Sin embargo, los conos de los ojos "no ven" el blanco y el negro, puesto que el blanco es la suma de todos los colores de la luz, el negro es la ausencia de luz, y en medio, toda una escala de grises que nuestros ojos perciben gracias a otras células llamadas bastones. Los bastones no detectan colores, sino diferencias de luminosidad. Nos permiten orientarnos en la penumbra, distinguir siluetas e intuir peligros, así que son clave para la supervivencia. Pero no pueden mostrarnos la riqueza cromática del mundo.

Ver en color es químicamente más costoso que ver en blanco y negro. Y quizá por eso, culturalmente, estamos haciendo lo que hace la biología cuando quiere ahorrar energía. Reducir el mundo a contrastes simples. Es como apagar los conos y dejar solo los bastones encendidos. La realidad contemporánea —en su estética, en su arquitectura, incluso en su conversación pública— se parece peligrosamente a esa visión bimodal en blanco y negro.

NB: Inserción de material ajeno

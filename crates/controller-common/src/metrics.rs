//! Reconcile metrics
//!
//! Counters and a duration histogram labelled by controller name, kept in a
//! dedicated `prometheus::Registry` and rendered by the probe server.

use std::time::{Duration, Instant};

use prometheus::{HistogramOpts, HistogramVec, IntCounterVec, Opts, Registry, TextEncoder};

#[derive(Clone)]
pub struct ReconcileMetrics {
    registry: Registry,
    reconciles: IntCounterVec,
    failures: IntCounterVec,
    duration: HistogramVec,
}

impl ReconcileMetrics {
    pub fn new() -> Result<Self, prometheus::Error> {
        let registry = Registry::new();

        let reconciles = IntCounterVec::new(
            Opts::new("rke2_reconcile_total", "Reconciliations performed"),
            &["controller"],
        )?;
        let failures = IntCounterVec::new(
            Opts::new("rke2_reconcile_errors_total", "Reconciliations that returned an error"),
            &["controller"],
        )?;
        let duration = HistogramVec::new(
            HistogramOpts::new("rke2_reconcile_duration_seconds", "Reconciliation duration")
                .buckets(vec![0.01, 0.05, 0.1, 0.25, 0.5, 1.0, 2.5, 5.0, 10.0, 30.0]),
            &["controller"],
        )?;

        registry.register(Box::new(reconciles.clone()))?;
        registry.register(Box::new(failures.clone()))?;
        registry.register(Box::new(duration.clone()))?;

        Ok(Self {
            registry,
            reconciles,
            failures,
            duration,
        })
    }

    /// Start timing a reconcile; the result is recorded by [`ReconcileTimer::finish`]
    pub fn start(&self, controller: &str) -> ReconcileTimer {
        ReconcileTimer {
            metrics: self.clone(),
            controller: controller.to_string(),
            started: Instant::now(),
        }
    }

    pub fn record(&self, controller: &str, elapsed: Duration, failed: bool) {
        self.reconciles.with_label_values(&[controller]).inc();
        if failed {
            self.failures.with_label_values(&[controller]).inc();
        }
        self.duration
            .with_label_values(&[controller])
            .observe(elapsed.as_secs_f64());
    }

    pub fn reconcile_count(&self, controller: &str) -> u64 {
        self.reconciles.with_label_values(&[controller]).get()
    }

    pub fn error_count(&self, controller: &str) -> u64 {
        self.failures.with_label_values(&[controller]).get()
    }

    pub fn registry(&self) -> &Registry {
        &self.registry
    }

    /// Prometheus text exposition of all registered metrics
    pub fn encode(&self) -> Result<String, prometheus::Error> {
        let mut buffer = String::new();
        TextEncoder::new().encode_utf8(&self.registry.gather(), &mut buffer)?;
        Ok(buffer)
    }
}

/// Running reconcile measurement
pub struct ReconcileTimer {
    metrics: ReconcileMetrics,
    controller: String,
    started: Instant,
}

impl ReconcileTimer {
    pub fn finish(self, failed: bool) {
        self.metrics
            .record(&self.controller, self.started.elapsed(), failed);
    }
}
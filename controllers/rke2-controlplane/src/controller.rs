//! Main controller implementation.
//!
//! Starts the RKE2ControlPlane watcher and the probe server and keeps both
//! tasks alive.

use std::net::SocketAddr;
use std::sync::Arc;
use std::time::Duration;

use cluster_client::KubeClusterClient;
use controller_common::{ProbeState, ReconcileMetrics, serve_probes};
use crds::{Machine, RKE2ControlPlane};
use kube::{Api, Client};
use tokio::task::JoinHandle;
use tracing::{error, info};

use crate::error::ControllerError;
use crate::reconciler::Reconciler;
use crate::watcher::Watcher;

/// Runtime settings read from the environment
#[derive(Debug, Clone)]
pub struct Settings {
    /// None watches all namespaces
    pub namespace: Option<String>,
    pub concurrency: u16,
    pub probe_address: SocketAddr,
    pub health_check_interval: Duration,
}

/// RKE2 control plane controller.
pub struct Controller {
    control_plane_watcher: JoinHandle<Result<(), ControllerError>>,
    probe_server: JoinHandle<std::io::Result<()>>,
}

impl Controller {
    pub async fn new(settings: Settings) -> Result<Self, ControllerError> {
        info!("Initializing RKE2 control plane controller");

        let kube_client = Client::try_default().await?;

        let (control_plane_api, machine_api): (Api<RKE2ControlPlane>, Api<Machine>) =
            match settings.namespace.as_deref() {
                Some(ns) => (
                    Api::namespaced(kube_client.clone(), ns),
                    Api::namespaced(kube_client.clone(), ns),
                ),
                None => (Api::all(kube_client.clone()), Api::all(kube_client.clone())),
            };

        let metrics = ReconcileMetrics::new()?;
        let probes = ProbeState::new(metrics.clone());
        let probe_server = {
            let probes = probes.clone();
            let address = settings.probe_address;
            tokio::spawn(async move { serve_probes(address, probes).await })
        };

        let cluster_client = Arc::new(KubeClusterClient::new(kube_client));
        let reconciler = Arc::new(Reconciler::new(cluster_client, settings.health_check_interval));

        let watcher = Watcher::new(
            reconciler,
            metrics,
            control_plane_api,
            machine_api,
            settings.concurrency,
        );
        let control_plane_watcher = tokio::spawn(async move { watcher.watch_control_planes().await });

        probes.set_ready(true);
        info!("RKE2 control plane controller initialized");

        Ok(Self {
            control_plane_watcher,
            probe_server,
        })
    }

    pub async fn run(mut self) -> Result<(), ControllerError> {
        info!("RKE2 control plane controller running");

        tokio::select! {
            result = &mut self.control_plane_watcher => {
                result.map_err(|e| ControllerError::Watch(format!("RKE2ControlPlane watcher panicked: {}", e)))?
                    .map_err(|e| ControllerError::Watch(format!("RKE2ControlPlane watcher error: {}", e)))?;
            }
            result = &mut self.probe_server => {
                result.map_err(|e| ControllerError::Watch(format!("Probe server panicked: {}", e)))?
                    .map_err(|e| ControllerError::Watch(format!("Probe server error: {}", e)))?;
            }
        }

        error!("RKE2 control plane controller task exited");
        Ok(())
    }
}
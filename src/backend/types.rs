//! Wire types for the answer and title services

use crate::session::{Citation, Message};
use serde::{Deserialize, Serialize};
use serde_json::Value;

/// Response fields tried in order for the answer text
pub const ANSWER_FIELDS: &[&str] = &["answer", "message"];

/// Answer text used when the response carries none
pub const NO_ANSWER: &str = "No answer";

/// Body of `POST /rag`
#[derive(Debug, Clone, Serialize)]
pub struct AnswerRequest<'a> {
    pub query: &'a str,
}

/// Body of `POST /title`
#[derive(Debug, Clone, Serialize)]
pub struct TitleRequest<'a> {
    pub messages: &'a [Message],
}

#[derive(Debug, Clone, Deserialize)]
pub struct TitleResponse {
    #[serde(default)]
    pub title: Option<String>,
}

/// A parsed answer from the RAG service
#[derive(Debug, Clone, PartialEq, Eq)]
pub struct Answer {
    pub text: String,
    pub citations: Vec<Citation>,
}

impl Answer {
    #[allow(dead_code)] // Used in tests
    pub fn new(text: impl Into<String>, citations: Vec<Citation>) -> Self {
        Self {
            text: text.into(),
            citations,
        }
    }

    /// Interpret a success body.
    ///
    /// The text comes from the first non-empty field in [`ANSWER_FIELDS`],
    /// defaulting to [`NO_ANSWER`]. Citation entries that cannot be decoded
    /// are skipped.
    pub fn from_value(body: &Value) -> Self {
        let text = ANSWER_FIELDS
            .iter()
            .filter_map(|field| body.get(*field).and_then(Value::as_str))
            .find(|text| !text.is_empty())
            .unwrap_or(NO_ANSWER)
            .to_string();

        let citations = body
            .get("citations")
            .and_then(Value::as_array)
            .map(|entries| {
                entries
                    .iter()
                    .filter_map(|entry| match serde_json::from_value::<Citation>(entry.clone()) {
                        Ok(citation) => Some(citation),
                        Err(e) => {
                            tracing::debug!(error = %e, "Skipping undecodable citation");
                            None
                        }
                    })
                    .collect()
            })
            .unwrap_or_default();

        Self { text, citations }
    }

    pub fn into_message(self) -> Message {
        Message::response(self.text, self.citations)
    }
}
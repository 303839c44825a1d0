//! Conversation session
//!
//! Ties the conversation store, the active selection and the loading
//! indicator together and exposes the actions and read-only projections a
//! front-end consumes.

pub mod conversation;
pub mod indicator;
pub mod projection;
pub mod selector;
pub mod store;

pub use conversation::{Citation, Conversation, Message, UNTITLED};
pub use indicator::{LoadingIndicator, LoadingState};
pub use projection::Projection;
pub use selector::Selector;
pub use store::{ConversationStore, StoreError, StoreResult};

use crate::runtime::{AnswerService, SendError, SendWorkflow, TitleService};
use crate::state_machine::{Outcome, SendContext};
use crate::storage::KeyValueStore;
use parking_lot::Mutex;
use std::future::Future;
use std::sync::Arc;
use tokio::sync::broadcast;

/// Change notifications for front-ends
#[derive(Debug, Clone, PartialEq, Eq)]
pub enum SessionEvent {
    /// The store or the selection changed
    ConversationsChanged { revision: u64 },
    LoadingChanged(LoadingState),
}

/// State shared between the session and its in-flight workflows
pub struct SessionState {
    store: Mutex<ConversationStore>,
    selector: Mutex<Selector>,
    indicator: Arc<LoadingIndicator>,
    events: broadcast::Sender<SessionEvent>,
}

impl SessionState {
    pub fn new(store: ConversationStore) -> Self {
        let (events, _) = broadcast::channel(128);
        let first = store.conversations().first().map(|c| c.id.clone());
        Self {
            store: Mutex::new(store),
            selector: Mutex::new(Selector::new(first)),
            indicator: Arc::new(LoadingIndicator::new(events.clone())),
            events,
        }
    }

    /// Mutate one conversation by id and notify subscribers
    pub fn mutate<F>(&self, id: &str, transform: F) -> StoreResult<()>
    where
        F: FnOnce(&mut Conversation),
    {
        let revision = {
            let mut store = self.store.lock();
            store.mutate(id, transform)?;
            store.revision()
        };
        self.notify_changed(revision);
        Ok(())
    }

    pub fn get(&self, id: &str) -> Option<Arc<Conversation>> {
        self.store.lock().get(id)
    }

    pub fn indicator(&self) -> &Arc<LoadingIndicator> {
        &self.indicator
    }

    /// The active conversation, falling back to the first one
    pub fn active(&self) -> Option<Arc<Conversation>> {
        let conversations = self.store.lock().conversations();
        projection::active_conversation(&conversations, &self.selector.lock())
    }

    fn notify_changed(&self, revision: u64) {
        let _ = self
            .events
            .send(SessionEvent::ConversationsChanged { revision });
    }
}

/// Presentation-facing session handle
pub struct Session<A, T>
where
    A: AnswerService + 'static,
    T: TitleService + 'static,
{
    state: Arc<SessionState>,
    answers: Arc<A>,
    titles: Arc<T>,
}

impl<A, T> Clone for Session<A, T>
where
    A: AnswerService + 'static,
    T: TitleService + 'static,
{
    fn clone(&self) -> Self {
        Self {
            state: Arc::clone(&self.state),
            answers: Arc::clone(&self.answers),
            titles: Arc::clone(&self.titles),
        }
    }
}

impl<A, T> Session<A, T>
where
    A: AnswerService + 'static,
    T: TitleService + 'static,
{
    pub fn new(kv: Arc<dyn KeyValueStore>, answers: A, titles: T) -> Self {
        Self::from_parts(ConversationStore::load(kv), Arc::new(answers), Arc::new(titles))
    }

    pub fn from_parts(store: ConversationStore, answers: Arc<A>, titles: Arc<T>) -> Self {
        Self {
            state: Arc::new(SessionState::new(store)),
            answers,
            titles,
        }
    }

    /// Send `text` to the active conversation and run the workflow to completion.
    ///
    /// The target is snapshotted when this is called, before the returned
    /// future is first polled; later selection changes do not redirect any of
    /// its writes.
    pub fn send_message(
        &self,
        text: &str,
    ) -> impl Future<Output = Result<Outcome, SendError>> + Send + 'static {
        let workflow = self.state.active().map(|target| {
            SendWorkflow::new(
                SendContext::snapshot(&target),
                Arc::clone(&self.state),
                Arc::clone(&self.answers),
                Arc::clone(&self.titles),
            )
        });
        let text = text.to_string();

        async move {
            let workflow =
                workflow.ok_or_else(|| SendError::ConversationMissing("<none>".to_string()))?;
            workflow.run(&text).await
        }
    }

    /// Create an untitled conversation and make it active
    pub fn new_conversation(&self) -> String {
        let (id, revision) = {
            let mut store = self.state.store.lock();
            let id = store.create();
            (id, store.revision())
        };
        self.state.selector.lock().select(id.clone());
        self.state.notify_changed(revision);
        id
    }

    pub fn select(&self, id: &str) {
        self.state.selector.lock().select(id);
        let revision = self.state.store.lock().revision();
        self.state.notify_changed(revision);
    }

    pub fn projection(&self) -> Projection {
        let conversations = self.state.store.lock().conversations();
        let active = projection::active_conversation(&conversations, &self.state.selector.lock())
            .unwrap_or_else(|| Arc::new(Conversation::new()));
        Projection::build(active, &conversations, self.state.indicator.state())
    }

    pub fn subscribe(&self) -> broadcast::Receiver<SessionEvent> {
        self.state.events.subscribe()
    }

    #[allow(dead_code)] // Used in tests
    pub fn conversation(&self, id: &str) -> Option<Arc<Conversation>> {
        self.state.get(id)
    }

    #[allow(dead_code)] // Used by tests and front-ends that need raw state
    pub fn state(&self) -> &Arc<SessionState> {
        &self.state
    }
}
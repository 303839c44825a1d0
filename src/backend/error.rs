//! Backend error types

use thiserror::Error;

/// Backend error with classification
#[derive(Debug, Error, Clone, PartialEq, Eq)]
#[error("{message}")]
pub struct BackendError {
    pub kind: BackendErrorKind,
    pub message: String,
}

impl BackendError {
    pub fn new(kind: BackendErrorKind, message: impl Into<String>) -> Self {
        Self {
            kind,
            message: message.into(),
        }
    }

    pub fn rejected(status: u16, message: impl Into<String>) -> Self {
        Self::new(BackendErrorKind::Rejected { status }, message)
    }

    pub fn transport(message: impl Into<String>) -> Self {
        Self::new(BackendErrorKind::Transport, message)
    }

    pub fn timeout(message: impl Into<String>) -> Self {
        Self::new(BackendErrorKind::Timeout, message)
    }

    pub fn malformed(message: impl Into<String>) -> Self {
        Self::new(BackendErrorKind::Malformed, message)
    }

    /// HTTP status when the backend answered with a non-success response
    pub fn status(&self) -> Option<u16> {
        match self.kind {
            BackendErrorKind::Rejected { status } => Some(status),
            _ => None,
        }
    }
}

/// Error classification
#[derive(Debug, Clone, Copy, PartialEq, Eq)]
pub enum BackendErrorKind {
    /// The service answered with a non-success status
    Rejected { status: u16 },
    /// The request never completed (connection refused, reset, DNS)
    Transport,
    /// The transport gave up waiting
    Timeout,
    /// Success status but the body could not be decoded
    Malformed,
}

impl BackendErrorKind {
    /// Whether the request failed before any response arrived
    pub fn is_unreachable(self) -> bool {
        matches!(self, Self::Transport | Self::Timeout)
    }
}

La homogeneización de las ciudades, de los objetos, de los materiales y de los colores va acompañada de la homogeneización de las opiniones, de los discursos polarizados, de la incapacidad para tolerar el matiz. Quizá la metáfora sea demasiado literal, pero no deja de ser cierta: estamos viendo la realidad solo con bastones.

La ausencia de color no es neutra. El color siempre ha sido un lenguaje —el morado para el Adviento, el verde del tiempo ordinario, el dorado de solemnidad, el azul divino, el verde sanitario…—. Hay una semiótica del color. Cada pigmento tiene una historia química, artística y cultural. Arrancarle los colores al mundo es arrancarle sus acentos.

El color exige apreciar la diferencia. Exige diversidad, irregularidad. Exige, incluso, conflicto. Por eso quiero defender el color. Defender que las ciudades vuelvan a tener fachadas que cuenten su tiempo. Que los objetos se aprecien por su capacidad de contener memoria. Que los objetos no se disfracen de dispositivos. Que el gris vuelva a ser un color más y no el color por defecto.

Defender el color es defender que el pensamiento recupere sus matices. Que no se nos olvide mirar con todas las moléculas que la evolución puso en nuestros ojos.